Akankah kasus pengadaan alat-alat laboratorium di UNJ itu juga akan bergulir ke arah Na­za­ruddin? Saat itu, Noor Rochmad ti­dak menjawab secara pasti. Ha­nya, dia mengatakan, Kejaksaan Agung tidak akan segan-segan meminta pertanggungjawaban orang-orang yang terbukti terlibat kasus tersebut. “Jika cukup bukti, siapa pun akan dimintai per­tang­gungjawabannya,” kata dia.

Tapi, sejauh ini, Kejaksaan Agung belum menetapkan pihak swasta sebagai tersangka kasus UNJ. Bahkan, hingga kemarin, penyidik Kejagung belum pernah memeriksa Nazaruddin sebagai saksi kasus UNJ. Sedangkan Rosa, baru sekali dimintai ketera­ngan sebagai saksi oleh penyidik Kejagung di Gedung KPK.

Tersangka kasus ini baru dari pihak UNJ, yakni Pejabat Pem­buat Komitmen (PPK) Fakhrudin yang juga Pembantu Rektor III dan Ketua Panitia Lelang Tri Mul­yono yang juga dosen Fakul­tas Teknik. Kedua tersangka itu, hingga kemarin belum ditahan Kejaksaan Agung.

Sementara itu, penanganan sejumlah perkara korupsi yang diduga melibatkan Nazaruddin Cs, sepertinya tumpang tindih. Soalnya, KPK juga melakukan penyidikan terkait kasus korupsi di beberapa perguruan tinggi.

Tapi, KPK dan Kejaksaan Agung sudah membuat me­mo­ran­dum of understanding (MoU) atau nota kesepahaman un­tuk mengusut kasus-kasus korupsi di berbagai sektor, ter­masuk sektor pendidikan.

Kasus pengadaan laborato­rium, terdapat di lima universitas, yakni Universitas Sriwijaya, Uni­versitas Sultan Ageng Tir­tayasa, Universitas Negeri Jakarta, Uni­versitas Jenderal Soedirman dan Universitas Malang. Kasus-kasus itu merupakan hasil pengem­ba­ngan kasus Nazaruddin.\

Sebelumnya, pimpinan KPK per­nah merilis ada sekitar 30 ka­sus yang diduga melibatkan Na­zaruddin. Diantaranya adalah ka­sus pengadaan peralatan la­boratorium di beberapa uni­er­sitas.


Apa Kasus UNJ Digoreng Dulu

Eva Kusuma Sundari, Anggota Komisi III DPR

Anggota Komisi III DPR Eva Kusuma Sundari menilai, penanganan perkara korupsi pengadaan alat laboratorium Universitas Negeri Jakarta (UNJ), berjalan sangat lambat di Kejaksaan Agung.

Lantaran itu, Eva meragukan ketulusan Kejaksaan Agung menangani kasus tersebut. “Waduh, apa digoreng dulu itu kasus?
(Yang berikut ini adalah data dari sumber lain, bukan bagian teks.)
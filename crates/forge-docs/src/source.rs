//! Where published archives come from
//!
//! Documentation can be built from a local directory of archives (e.g. the
//! packaging output) or from the assets attached to GitHub Releases.

use crate::DocGenError;
use forge_manifest::ArchiveFormat;
use forge_package::{read_checksum_sidecar, sidecar_path, verify_checksum};
use forge_publish::{ReleaseAsset, ReleaseStore};
use std::fs;
use std::path::{Path, PathBuf};

/// A published archive, before it is fetched
#[derive(Debug, Clone, PartialEq, Eq)]
pub struct SourceArchive {
    pub file_name: String,
    pub size_bytes: u64,
    /// Download link shown on the generated pages
    pub url: String,
    /// Release tag holding the asset, for release-backed sources
    pub tag: Option<String>,
}

pub trait ArchiveSource {
    /// Every candidate archive, in discovery order
    fn list(&self) -> Result<Vec<SourceArchive>, DocGenError>;

    /// Make `archive` available as a local file. `scratch` is a directory the
    /// caller owns and removes afterwards.
    fn fetch(&self, archive: &SourceArchive, scratch: &Path) -> Result<PathBuf, DocGenError>;
}

/// Archives sitting in a local directory
#[derive(Debug, Clone)]
pub struct LocalArchiveDir {
    dir: PathBuf,
    base_url: Option<String>,
}

impl LocalArchiveDir {
    pub fn new(dir: impl Into<PathBuf>) -> Self {
        Self {
            dir: dir.into(),
            base_url: None,
        }
    }

    /// Prefix for download links, e.g. a release download URL
    pub fn with_base_url(mut self, base_url: impl Into<String>) -> Self {
        self.base_url = Some(base_url.into());
        self
    }

    fn url_for(&self, file_name: &str) -> String {
        match &self.base_url {
            Some(base) => format!("{}/{}", base.trim_end_matches('/'), file_name),
            None => self.dir.join(file_name).display().to_string(),
        }
    }
}

impl ArchiveSource for LocalArchiveDir {
    fn list(&self) -> Result<Vec<SourceArchive>, DocGenError> {
        let io_err = |e| DocGenError::Io {
            path: self.dir.clone(),
            source: e,
        };

        let mut archives = Vec::new();
        for entry in fs::read_dir(&self.dir).map_err(io_err)? {
            let entry = entry.map_err(io_err)?;
            let metadata = entry.metadata().map_err(io_err)?;
            let file_name = entry.file_name().to_string_lossy().into_owned();
            if !metadata.is_file() || ArchiveFormat::from_file_name(&file_name).is_none() {
                continue;
            }
            archives.push(SourceArchive {
                url: self.url_for(&file_name),
                file_name,
                size_bytes: metadata.len(),
                tag: None,
            });
        }
        archives.sort_by(|a, b| a.file_name.cmp(&b.file_name));
        Ok(archives)
    }

    /// A `.sha256` sidecar next to the archive, when present, must match
    fn fetch(&self, archive: &SourceArchive, _scratch: &Path) -> Result<PathBuf, DocGenError> {
        let path = self.dir.join(&archive.file_name);
        if !path.is_file() {
            return Err(DocGenError::Io {
                path,
                source: std::io::Error::new(std::io::ErrorKind::NotFound, "archive disappeared"),
            });
        }

        let sidecar = sidecar_path(&path);
        if sidecar.is_file() {
            let (expected, _) =
                read_checksum_sidecar(&sidecar).map_err(|e| DocGenError::io(&sidecar, e))?;
            if !verify_checksum(&path, &expected) {
                return Err(DocGenError::ChecksumMismatch(archive.file_name.clone()));
            }
        }
        Ok(path)
    }
}

/// Archives attached to releases in a [`ReleaseStore`]
pub struct ReleaseArchiveSource<S> {
    store: S,
}

impl<S: ReleaseStore> ReleaseArchiveSource<S> {
    pub fn new(store: S) -> Self {
        Self { store }
    }
}

impl<S: ReleaseStore> ArchiveSource for ReleaseArchiveSource<S> {
    fn list(&self) -> Result<Vec<SourceArchive>, DocGenError> {
        Ok(self
            .store
            .list_assets()?
            .into_iter()
            .filter(|asset| ArchiveFormat::from_file_name(&asset.name).is_some())
            .map(|asset| SourceArchive {
                file_name: asset.name,
                size_bytes: asset.size,
                url: asset.url,
                tag: Some(asset.tag),
            })
            .collect())
    }

    fn fetch(&self, archive: &SourceArchive, scratch: &Path) -> Result<PathBuf, DocGenError> {
        let asset = ReleaseAsset {
            tag: archive.tag.clone().unwrap_or_default(),
            name: archive.file_name.clone(),
            size: archive.size_bytes,
            url: archive.url.clone(),
        };
        Ok(self.store.download_asset(&asset, scratch)?)
    }
}

#[cfg(test)]
mod tests {
    use super::*;
    use tempfile::TempDir;

    #[test]
    fn test_local_dir_lists_archives_only() {
        let Ok(temp_dir) = TempDir::new() else {
            return;
        };
        let dir = temp_dir.path();
        for name in ["b-1.0.0.zip", "a-1.0.0.tar.gz", "a-1.0.0.tar.gz.sha256", "notes.txt"] {
            assert!(fs::write(dir.join(name), "x").is_ok());
        }
        assert!(fs::create_dir_all(dir.join("c-1.0.0.zip")).is_ok());

        let source = LocalArchiveDir::new(dir).with_base_url("https://example.com/dl/");
        let Ok(archives) = source.list() else {
            panic!("listing should succeed");
        };
        let names: Vec<_> = archives.iter().map(|a| a.file_name.as_str()).collect();
        assert_eq!(names, vec!["a-1.0.0.tar.gz", "b-1.0.0.zip"]);
        assert_eq!(archives[0].url, "https://example.com/dl/a-1.0.0.tar.gz");
        assert_eq!(archives[0].size_bytes, 1);
    }

    #[test]
    fn test_local_fetch_checks_sidecar() {
        let Ok(temp_dir) = TempDir::new() else {
            return;
        };
        let dir = temp_dir.path();
        let archive = dir.join("demo-1.0.0.zip");
        assert!(fs::write(&archive, "payload").is_ok());
        let Ok(checksum) = forge_package::compute_checksum(&archive) else {
            return;
        };
        assert!(forge_package::write_checksum_sidecar(&archive, &checksum).is_ok());

        let source = LocalArchiveDir::new(dir);
        let Ok(archives) = source.list() else {
            panic!("listing should succeed");
        };
        assert!(source.fetch(&archives[0], dir).is_ok_and(|p| p == archive));

        assert!(fs::write(&archive, "tampered").is_ok());
        assert!(matches!(
            source.fetch(&archives[0], dir),
            Err(DocGenError::ChecksumMismatch(name)) if name == "demo-1.0.0.zip"
        ));
    }

    #[test]
    fn test_local_dir_missing_is_error() {
        let source = LocalArchiveDir::new("/tmp/forge-no-such-dir");
        assert!(matches!(source.list(), Err(DocGenError::Io { .. })));
    }

    struct OneAssetStore;

    impl ReleaseStore for OneAssetStore {
        fn release_exists(&self, _tag: &str) -> Result<bool, forge_publish::PublishError> {
            Ok(true)
        }

        fn delete_release(&self, _tag: &str) -> Result<(), forge_publish::PublishError> {
            Ok(())
        }

        fn create_release(
            &self,
            _tag: &str,
            _title: &str,
            _notes: &str,
            _assets: &[PathBuf],
        ) -> Result<(), forge_publish::PublishError> {
            Ok(())
        }

        fn list_assets(&self) -> Result<Vec<ReleaseAsset>, forge_publish::PublishError> {
            Ok(vec![
                ReleaseAsset {
                    tag: "demo-1.0.0".to_string(),
                    name: "demo-1.0.0.zip".to_string(),
                    size: 42,
                    url: "https://example.com/demo-1.0.0.zip".to_string(),
                },
                ReleaseAsset {
                    tag: "demo-1.0.0".to_string(),
                    name: "demo-1.0.0.zip.sha256".to_string(),
                    size: 80,
                    url: String::new(),
                },
            ])
        }

        fn download_asset(
            &self,
            asset: &ReleaseAsset,
            dest_dir: &Path,
        ) -> Result<PathBuf, forge_publish::PublishError> {
            let path = dest_dir.join(format!("{}@{}", asset.tag, asset.name));
            fs::write(&path, "x").map_err(|e| forge_publish::PublishError::Io {
                path: path.clone(),
                source: e,
            })?;
            Ok(path)
        }
    }

    #[test]
    fn test_release_source_keeps_tag_for_download() {
        let Ok(scratch) = TempDir::new() else {
            return;
        };
        let source = ReleaseArchiveSource::new(OneAssetStore);
        let Ok(archives) = source.list() else {
            panic!("listing should succeed");
        };
        assert_eq!(archives.len(), 1);
        assert_eq!(archives[0].tag.as_deref(), Some("demo-1.0.0"));
        assert_eq!(archives[0].size_bytes, 42);

        let fetched = source.fetch(&archives[0], scratch.path());
        assert!(fetched.is_ok_and(|p| p.ends_with("demo-1.0.0@demo-1.0.0.zip")));
    }
}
Banyak juga kasus yang dipendam di sana,” katanya, kemarin.

Jika Kejaksaan Agung serius mengusut kasus, lanjut dia, ten­tu semua prosedur (SOP) dan tata tertib pasti dipatuhi. “Ke­ja­gung perlu mematuhi tata ter­tib pemrosesan kasus, se­ba­gai­mana yang sudah disepakati, termasuk dengan polisi, bahwa ada batasan waktu untuk tahap penyelidikan, penyidikan dan penuntutan. Ini berkaitan de­ngan kepastian hukum yang ber­dampak pada HAM sese­orang,” katanya.

Pelaksanaan SOP tersebut, lanjut Eva, juga bisa memini­ma­lisir penyalahgunaan wewe­nang. “Misalnya pemerasan terhadap tertuduh, tersangka oleh oknum-oknum jaksa, se­ba­gaimana yang dikeluhkan ma­syarakat luas,” ujarnya.

Kendati begitu, kata Eva, diri­nya masih berupaya untuk ber­baik sangka kepada Kejak­saan Agung. “Momentumnya pas dengan KPK yang sedang memroses kasus Hambalang, mungkin kejaksaan perlu me­nyesuaikan diri dengan jadwal KPK,” ujarnya.

Lantaran itu, dia berharap ada koordinasi yang baik antara Kejaksaan Agung dengan KPK. “Sehingga proses di KPK tidak terganggu, bisa tuntas hingga ke semua pihak yang terlibat, ter­masuk yang berada di lingkaran kekuasaan,” ujarnya.

Jika tidak ada koordinasi yang bagus, Eva khawatir, apa yang dilakukan Kejaksaan Agung akan menimbulkan ke­hebohan dan mengganggu pr­o­ses di KPK. “Kehebohan mesti dihindarkan, jika tidak, maka bisa dipersepsi sebagai penga­lihan perhatian dari kasus Ham­balang,” tandasnya.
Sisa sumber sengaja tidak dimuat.